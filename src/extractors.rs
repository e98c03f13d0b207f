use std::{convert::Infallible, net::SocketAddr};

use axum::{
    async_trait,
    extract::{ConnectInfo, FromRequestParts},
    http::{header::HOST, request::Parts},
};

use crate::state::AppState;

/// Scheme and host that links handed to creators start with.
pub struct PublicBaseUrl(pub String);

#[async_trait]
impl FromRequestParts<AppState> for PublicBaseUrl {
    type Rejection = Infallible;

    async fn from_request_parts(
        parts: &mut Parts,
        state: &AppState,
    ) -> Result<Self, Self::Rejection> {
        if let Some(base) = &state.config.public_base_url {
            return Ok(PublicBaseUrl(base.clone()));
        }
        let host = parts
            .headers
            .get(HOST)
            .and_then(|h| h.to_str().ok())
            .map(str::trim)
            .filter(|h| !h.is_empty())
            .unwrap_or("unknown-host");
        Ok(PublicBaseUrl(format!("https://{host}")))
    }
}

/// Best-effort origin of a request. Recorded, never trusted.
pub struct SourceIdentity(pub String);

#[async_trait]
impl<S> FromRequestParts<S> for SourceIdentity
where
    S: Send + Sync,
{
    type Rejection = Infallible;

    async fn from_request_parts(parts: &mut Parts, _state: &S) -> Result<Self, Self::Rejection> {
        let forwarded = parts
            .headers
            .get("x-forwarded-for")
            .and_then(|h| h.to_str().ok())
            .and_then(|v| v.split(',').next())
            .map(str::trim)
            .filter(|v| !v.is_empty())
            .map(str::to_string);

        let peer = || {
            parts
                .extensions
                .get::<ConnectInfo<SocketAddr>>()
                .map(|ConnectInfo(addr)| addr.ip().to_string())
        };

        Ok(SourceIdentity(
            forwarded
                .or_else(peer)
                .unwrap_or_else(|| "unknown".to_string()),
        ))
    }
}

Work request —
Your task is to quote all of the data word for word.

Your response —
filename src/extractors.rs
repository e98c03f13d0b207f
use std::{convert::Infallible, net::SocketAddr};

use axum::{
    async_trait,
    extract::{ConnectInfo, FromRequestParts},
    http::{header::HOST, request::Parts},
};

use crate::state::AppState;

/// Scheme and host that links handed to creators start with.
pub struct PublicBaseUrl(pub String);

#[async_trait]
impl FromRequestParts<AppState> for PublicBaseUrl {
    type Rejection = Infallible;

    async fn from_request_parts(
        parts: &mut Parts,
        state: &AppState,
    ) -> Result<Self, Self::Rejection> {
        if let Some(base) = &state.config.public_base_url {
            return Ok(PublicBaseUrl(base.clone()));
        }
        let host = parts
            .headers
            .get(HOST)
            .and_then(|h| h.to_str().ok())
            .map(str::trim)
            .filter(|h| !h.is_empty())
            .unwrap_or("unknown-host");
        Ok(PublicBaseUrl(format!("https://{host}")))
    }
}

/// Best-effort origin of a request. Recorded, never trusted.
pub struct SourceIdentity(pub String);

#[async_trait]
impl<S> FromRequestParts<S> for SourceIdentity
where
    S: Send + Sync,
{
    type Rejection = Infallible;

    async fn from_request_parts(parts: &mut Parts, _state: &S) -> Result<Self, Self::Rejection> {
        let forwarded = parts
            .headers
            .get("x-forwarded-for")
            .and_then(|h| h.to_str().ok())
            .and_then(|v| v.split(',').next())
            .map(str::trim)
            .filter(|v| !v.is_empty())
            .map(str::to_string);

        let peer = || {
            parts
                .extensions
                .get::<ConnectInfo<SocketAddr>>()
                .map(|ConnectInfo(addr)| addr.ip().to_string())
        };

        Ok(SourceIdentity(
            forwarded
                .or_else(peer)
                .unwrap_or_else(|| "unknown".to_string()),
        ))
    }
}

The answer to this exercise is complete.